▶ _How to complete this task_: Scan the records that follow, and whenever a line has the word "directory", copy it.

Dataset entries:
........
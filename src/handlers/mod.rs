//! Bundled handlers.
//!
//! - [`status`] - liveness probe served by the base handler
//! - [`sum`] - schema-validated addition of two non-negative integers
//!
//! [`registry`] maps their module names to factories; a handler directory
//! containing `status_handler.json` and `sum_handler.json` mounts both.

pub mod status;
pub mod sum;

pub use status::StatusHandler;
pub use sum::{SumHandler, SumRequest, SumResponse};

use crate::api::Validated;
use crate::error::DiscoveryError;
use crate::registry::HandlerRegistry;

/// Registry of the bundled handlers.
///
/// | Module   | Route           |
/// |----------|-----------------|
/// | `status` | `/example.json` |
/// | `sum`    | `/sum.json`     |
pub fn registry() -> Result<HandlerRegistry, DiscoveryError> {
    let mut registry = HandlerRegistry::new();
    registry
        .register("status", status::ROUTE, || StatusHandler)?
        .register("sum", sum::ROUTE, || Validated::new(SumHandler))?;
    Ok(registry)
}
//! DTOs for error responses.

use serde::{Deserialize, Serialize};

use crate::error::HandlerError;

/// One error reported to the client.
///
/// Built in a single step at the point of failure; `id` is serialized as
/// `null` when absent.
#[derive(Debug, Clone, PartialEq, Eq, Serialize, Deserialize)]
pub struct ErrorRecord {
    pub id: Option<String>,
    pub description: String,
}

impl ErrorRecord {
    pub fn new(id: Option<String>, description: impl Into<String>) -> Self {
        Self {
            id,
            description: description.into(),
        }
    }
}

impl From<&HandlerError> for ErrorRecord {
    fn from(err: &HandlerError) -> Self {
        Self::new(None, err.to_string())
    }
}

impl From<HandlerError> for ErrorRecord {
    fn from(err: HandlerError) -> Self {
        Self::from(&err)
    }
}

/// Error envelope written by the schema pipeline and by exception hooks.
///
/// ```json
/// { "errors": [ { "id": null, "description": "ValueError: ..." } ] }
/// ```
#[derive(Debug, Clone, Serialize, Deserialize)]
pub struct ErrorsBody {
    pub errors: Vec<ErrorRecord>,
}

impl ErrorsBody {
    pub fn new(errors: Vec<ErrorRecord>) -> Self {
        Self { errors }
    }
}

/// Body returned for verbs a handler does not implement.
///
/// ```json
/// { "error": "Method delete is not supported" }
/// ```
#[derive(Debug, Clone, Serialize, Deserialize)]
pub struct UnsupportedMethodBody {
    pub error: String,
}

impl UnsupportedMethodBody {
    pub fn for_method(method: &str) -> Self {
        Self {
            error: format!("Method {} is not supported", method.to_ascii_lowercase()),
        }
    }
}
........
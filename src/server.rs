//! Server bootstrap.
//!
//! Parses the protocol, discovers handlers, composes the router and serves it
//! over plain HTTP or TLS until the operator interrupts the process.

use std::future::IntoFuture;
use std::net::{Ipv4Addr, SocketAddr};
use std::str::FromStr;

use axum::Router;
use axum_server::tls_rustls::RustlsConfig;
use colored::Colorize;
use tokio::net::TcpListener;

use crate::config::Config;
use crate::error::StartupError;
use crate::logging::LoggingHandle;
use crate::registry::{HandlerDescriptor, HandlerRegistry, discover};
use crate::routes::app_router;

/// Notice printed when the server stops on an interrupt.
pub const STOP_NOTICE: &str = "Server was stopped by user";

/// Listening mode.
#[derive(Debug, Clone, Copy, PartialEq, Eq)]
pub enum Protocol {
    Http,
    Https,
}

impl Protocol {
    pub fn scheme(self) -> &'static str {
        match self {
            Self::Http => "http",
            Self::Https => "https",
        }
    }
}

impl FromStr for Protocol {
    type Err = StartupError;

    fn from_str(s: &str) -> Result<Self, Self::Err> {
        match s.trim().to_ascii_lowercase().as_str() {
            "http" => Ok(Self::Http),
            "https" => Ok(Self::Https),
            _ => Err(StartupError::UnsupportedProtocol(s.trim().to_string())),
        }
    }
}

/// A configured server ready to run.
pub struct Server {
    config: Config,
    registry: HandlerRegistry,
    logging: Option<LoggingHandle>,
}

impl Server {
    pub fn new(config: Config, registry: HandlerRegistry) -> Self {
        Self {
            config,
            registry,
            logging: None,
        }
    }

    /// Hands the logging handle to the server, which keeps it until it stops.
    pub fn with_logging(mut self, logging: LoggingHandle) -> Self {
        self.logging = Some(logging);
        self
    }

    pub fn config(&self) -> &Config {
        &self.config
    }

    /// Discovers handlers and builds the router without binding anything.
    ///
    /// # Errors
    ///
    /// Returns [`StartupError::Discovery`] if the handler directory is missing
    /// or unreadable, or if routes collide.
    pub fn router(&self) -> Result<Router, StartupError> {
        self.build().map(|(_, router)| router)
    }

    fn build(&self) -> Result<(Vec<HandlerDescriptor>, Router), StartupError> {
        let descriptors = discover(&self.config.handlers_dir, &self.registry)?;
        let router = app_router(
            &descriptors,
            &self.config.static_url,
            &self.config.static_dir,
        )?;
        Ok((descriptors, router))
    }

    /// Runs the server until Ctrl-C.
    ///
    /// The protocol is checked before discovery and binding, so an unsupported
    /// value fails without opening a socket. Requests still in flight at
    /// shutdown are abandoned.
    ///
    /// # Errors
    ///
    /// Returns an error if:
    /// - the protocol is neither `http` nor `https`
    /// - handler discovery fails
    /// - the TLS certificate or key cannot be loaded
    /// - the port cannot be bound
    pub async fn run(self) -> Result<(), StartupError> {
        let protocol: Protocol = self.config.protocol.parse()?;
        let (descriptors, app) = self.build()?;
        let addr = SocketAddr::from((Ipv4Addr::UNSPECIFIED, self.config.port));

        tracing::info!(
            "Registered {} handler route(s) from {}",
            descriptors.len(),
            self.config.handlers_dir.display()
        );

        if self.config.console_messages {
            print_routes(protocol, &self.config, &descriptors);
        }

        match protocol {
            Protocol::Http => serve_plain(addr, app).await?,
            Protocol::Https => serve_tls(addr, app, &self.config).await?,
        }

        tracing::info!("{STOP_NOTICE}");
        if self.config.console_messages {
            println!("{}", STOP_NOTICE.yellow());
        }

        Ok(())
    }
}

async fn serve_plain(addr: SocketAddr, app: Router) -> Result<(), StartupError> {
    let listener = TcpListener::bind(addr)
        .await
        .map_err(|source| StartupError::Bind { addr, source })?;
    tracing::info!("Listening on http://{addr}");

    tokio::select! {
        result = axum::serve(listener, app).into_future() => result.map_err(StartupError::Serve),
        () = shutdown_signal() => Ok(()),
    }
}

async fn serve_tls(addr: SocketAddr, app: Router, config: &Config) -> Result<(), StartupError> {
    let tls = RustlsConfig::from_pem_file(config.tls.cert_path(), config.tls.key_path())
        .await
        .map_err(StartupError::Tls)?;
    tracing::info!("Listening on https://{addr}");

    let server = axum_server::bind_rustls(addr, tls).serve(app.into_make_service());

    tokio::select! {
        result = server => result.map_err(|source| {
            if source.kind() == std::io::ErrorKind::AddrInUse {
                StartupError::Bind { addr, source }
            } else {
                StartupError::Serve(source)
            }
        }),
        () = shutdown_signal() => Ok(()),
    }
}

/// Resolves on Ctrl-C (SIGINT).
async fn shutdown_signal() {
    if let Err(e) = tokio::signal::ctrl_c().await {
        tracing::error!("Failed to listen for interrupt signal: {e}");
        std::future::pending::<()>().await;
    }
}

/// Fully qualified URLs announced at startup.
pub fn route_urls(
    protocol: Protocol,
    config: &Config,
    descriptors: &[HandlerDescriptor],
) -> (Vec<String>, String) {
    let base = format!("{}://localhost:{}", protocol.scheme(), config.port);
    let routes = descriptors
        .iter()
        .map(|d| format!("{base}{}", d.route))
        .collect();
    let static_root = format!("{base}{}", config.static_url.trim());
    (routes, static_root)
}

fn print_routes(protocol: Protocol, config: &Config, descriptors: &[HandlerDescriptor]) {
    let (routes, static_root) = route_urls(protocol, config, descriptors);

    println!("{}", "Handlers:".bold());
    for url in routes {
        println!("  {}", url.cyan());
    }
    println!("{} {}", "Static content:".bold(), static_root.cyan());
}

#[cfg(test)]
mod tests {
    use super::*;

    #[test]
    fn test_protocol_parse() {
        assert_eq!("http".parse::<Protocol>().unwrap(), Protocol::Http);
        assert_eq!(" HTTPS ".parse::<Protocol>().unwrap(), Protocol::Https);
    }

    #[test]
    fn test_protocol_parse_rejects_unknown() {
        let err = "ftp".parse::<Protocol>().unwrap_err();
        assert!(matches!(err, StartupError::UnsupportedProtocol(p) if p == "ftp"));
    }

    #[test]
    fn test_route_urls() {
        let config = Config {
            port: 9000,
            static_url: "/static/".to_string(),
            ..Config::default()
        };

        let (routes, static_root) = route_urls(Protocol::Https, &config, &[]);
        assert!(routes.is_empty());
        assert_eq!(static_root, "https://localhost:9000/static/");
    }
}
........
▶ _Reply_:
//! [`registry`] maps their module names to factories; a handler directory
    /// Returns [`StartupError::Discovery`] if the handler directory is missing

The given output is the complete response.